I think this is the same as what is commonly called a loop mount
See the post Gnome-disk-image-mounter
I did not know there was a button on the Gnome-disk utility… I have been using gnome-disk-image-mounter from the command line.
Regards
Neville

@jesper.keller @nevj Thank you both for your replies. I tried it with a distro .iso file. It does mount the file and it shows up in the file manager like another disk drive in the left column. It has the word “loop” in its mounted name. You can see all the contents of the .iso. Now my question is – of what utililty is this capability? Is there something clever I might want to use this for? Would one ever want to mount a distro file? Or maybe package a directory tree as .iso and send it to someone else so they could mount it? Or use .iso as a backup format?
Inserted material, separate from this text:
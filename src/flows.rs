//! OAuth 2.0 flows driven by the client.

pub mod authorization_code;

pub use authorization_code::*;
Thanks for your insight.

Hi @jimofadel ,
I know of two uses for loop mounts

  • you can do as you did and inspect the content of an iso file. When I was making the Voidlumina.iso file, a while ago, I learnt how to do it by studyindg the standard void iso file. Then to make it, I copied out the image of the void OS from the iso file to a normal file, unpacked the squashfs image, changed it to add the lumina desktop, then put it back into the iso file. It was not easy.
  • you can boot directly from an iso file on hdd. It involves setting up grub to loop mount the iso file, and then boot from the loop device.
    That is not easy either, because evey distro has a different structure for its iso files, so what you have to do in grub varies.

What a loop mount does is make linux think the loop mounted file is a disk device. So you can do with it anything you would normally do with a disk, including look at its files and boot from it.